Turns out "Password1" wasn't the best call to protect your online banking account.
According to a study conducted by the security services firm Trustwave, most cyber criminals aren't subverting our online security measures with advanced hacking techniques and encryption shattering computer Kung-Fu. Most of these criminals are making off with our sensitive data using the more mundane strategy of guessing your password.
The security report suggested that we are partially at fault here for making cyber criminals' jobs that much easier with our lack of creativity; the report found that the most common password used to protect business systems is, predictably, "Password1."

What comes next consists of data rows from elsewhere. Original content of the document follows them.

use crate::error::{registry_error_status, RegistryServerError};
use crate::AppState;
use axum::extract::State;
use axum::http::StatusCode;
use axum::Json;
use registry::model::{Facets, FilterSelection};
use registry::SearchResponse;
use serde::Deserialize;

/// The body of a filter request.
///
/// `filters` is either an object such as `{"Publisher": ["Org A"]}` or a string holding that
/// object serialized as JSON, as submitted by the registry form.
#[derive(Debug, Default, Deserialize)]
pub struct FilterRequest {
    #[serde(default)]
    pub filters: serde_json::Value,
}

impl FilterRequest {
    fn selection(&self) -> Result<FilterSelection, RegistryServerError> {
        match &self.filters {
            serde_json::Value::String(encoded) => {
                let decoded = serde_json::from_str::<serde_json::Value>(encoded).map_err(|e| {
                    RegistryServerError::BadRequest(format!("Invalid filters: {e}"))
                })?;
                Ok(FilterSelection::from_json(&decoded))
            }
            filters => Ok(FilterSelection::from_json(filters)),
        }
    }
}

pub async fn handle_services_get(State(state): State<AppState>) -> (StatusCode, Json<SearchResponse>) {
    search(&state, &FilterSelection::new()).await
}

pub async fn handle_services_filter(
    State(state): State<AppState>,
    Json(request): Json<FilterRequest>,
) -> Result<(StatusCode, Json<SearchResponse>), RegistryServerError> {
    let selection = request.selection()?;
    Ok(search(&state, &selection).await)
}

pub async fn handle_facets_get(
    State(state): State<AppState>,
) -> Result<Json<Facets>, RegistryServerError> {
    Ok(Json(state.registry.facet_options().await?))
}

async fn search(state: &AppState, selection: &FilterSelection) -> (StatusCode, Json<SearchResponse>) {
    match state.registry.try_search(selection).await {
        Ok(result) => (StatusCode::OK, Json(result.into())),
        Err(error) => {
            tracing::warn!(%error, "Search failed");
            (registry_error_status(&error), Json(SearchResponse::failed(error)))
        }
    }
}
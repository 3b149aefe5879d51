use crate::{aggregate_all, matches, EntityGraphStore};
use async_trait::async_trait;
use registry_common::error::RegistryError;
use registry_common::{FacetSearchBackend, SearchResult};
use registry_model::{FacetKeying, FilterSelection};
use std::sync::Arc;
use std::time::Instant;

/// Evaluates searches by filtering the entities of an [EntityGraphStore] in memory.
///
/// Facets are computed for every known dimension on every search, whether the caller renders them
/// or not.
#[derive(Clone, Debug)]
pub struct InMemorySearch {
    store: Arc<EntityGraphStore>,
}

impl InMemorySearch {
    /// Creates a new [InMemorySearch] over `store`.
    pub fn new(store: Arc<EntityGraphStore>) -> Self {
        Self { store }
    }

    /// Returns the store that is searched.
    pub fn store(&self) -> &EntityGraphStore {
        &self.store
    }
}

#[async_trait]
impl FacetSearchBackend for InMemorySearch {
    async fn search(&self, selection: &FilterSelection) -> Result<SearchResult, RegistryError> {
        let start = Instant::now();
        let graph = self.store.entities().await?;

        let entities = graph
            .iter()
            .filter(|entity| matches(entity, selection))
            .cloned()
            .collect::<Vec<_>>();
        let facets = aggregate_all(&entities, FacetKeying::Label);

        tracing::debug!(
            total = graph.len(),
            matched = entities.len(),
            elapsed = ?start.elapsed(),
            "Evaluated in-memory search"
        );
        Ok(SearchResult { entities, facets })
    }
}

Password1's meteoric rise to popularity has a functional explanation: it contains a number, an upper-case letter and nine characters, thus satisfying the requirements of many popular encryption systems.
According to Trustwave, about 5% of all passwords include some variant of the word "password." The word "welcome" accounts for another 1%. With that kind of predictability, hackers don't even have to be that lucky to get access to our protected data. Just by trying every variation of "password" and "welcome," a cyber criminal has over a 6% chance of cracking your code.
Verizon verified Trustwave's results in their 2012 Data Breach Investigations Report, considered the tech industry's most comprehensive annual security study. Though the full report has yet to be released, the preview leaked by Verizon shows that weak passwords were a factor in almost 30% of all online crime.
So go ahead and change your password. Just don't change it to "Password2".